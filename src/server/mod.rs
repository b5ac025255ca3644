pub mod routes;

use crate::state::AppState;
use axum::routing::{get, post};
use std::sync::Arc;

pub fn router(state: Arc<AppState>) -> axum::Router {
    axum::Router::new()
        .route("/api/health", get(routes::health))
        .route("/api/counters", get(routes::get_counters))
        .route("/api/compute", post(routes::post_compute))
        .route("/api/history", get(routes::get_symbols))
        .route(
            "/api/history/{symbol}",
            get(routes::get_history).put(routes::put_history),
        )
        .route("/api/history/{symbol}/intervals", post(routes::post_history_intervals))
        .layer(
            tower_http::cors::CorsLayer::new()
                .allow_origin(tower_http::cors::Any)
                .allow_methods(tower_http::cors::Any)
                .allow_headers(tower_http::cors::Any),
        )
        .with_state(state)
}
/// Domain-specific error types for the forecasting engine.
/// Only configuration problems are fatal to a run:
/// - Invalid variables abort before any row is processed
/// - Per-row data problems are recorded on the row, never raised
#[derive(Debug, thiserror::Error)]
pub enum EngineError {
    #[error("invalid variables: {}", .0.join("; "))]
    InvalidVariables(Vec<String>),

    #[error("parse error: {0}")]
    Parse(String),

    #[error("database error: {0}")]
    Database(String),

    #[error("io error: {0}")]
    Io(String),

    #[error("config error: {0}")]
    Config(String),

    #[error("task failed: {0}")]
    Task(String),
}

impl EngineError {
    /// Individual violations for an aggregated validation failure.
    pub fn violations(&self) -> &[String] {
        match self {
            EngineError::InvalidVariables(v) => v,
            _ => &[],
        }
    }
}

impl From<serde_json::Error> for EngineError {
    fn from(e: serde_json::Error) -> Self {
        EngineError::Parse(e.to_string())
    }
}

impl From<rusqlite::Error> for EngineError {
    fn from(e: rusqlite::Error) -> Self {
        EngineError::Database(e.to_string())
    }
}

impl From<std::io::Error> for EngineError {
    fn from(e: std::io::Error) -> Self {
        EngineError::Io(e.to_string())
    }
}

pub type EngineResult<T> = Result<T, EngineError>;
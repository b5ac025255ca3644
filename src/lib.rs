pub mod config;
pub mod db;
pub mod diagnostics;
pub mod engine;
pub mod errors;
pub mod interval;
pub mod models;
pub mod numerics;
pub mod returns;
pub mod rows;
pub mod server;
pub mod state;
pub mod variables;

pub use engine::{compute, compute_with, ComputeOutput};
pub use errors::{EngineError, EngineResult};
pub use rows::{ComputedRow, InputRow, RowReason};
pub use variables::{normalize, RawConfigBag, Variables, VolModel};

• **Action item**:
What you write should match, character for character, the lines from the one with "pub mod errors;" to the end of the data, both included.

• **Response to the exercise**:
pub mod errors;
pub mod interval;
pub mod models;
pub mod numerics;
pub mod returns;
pub mod rows;
pub mod server;
pub mod state;
pub mod variables;

pub use engine::{compute, compute_with, ComputeOutput};
pub use errors::{EngineError, EngineResult};
pub use rows::{ComputedRow, InputRow, RowReason};
pub use variables::{normalize, RawConfigBag, Variables, VolModel};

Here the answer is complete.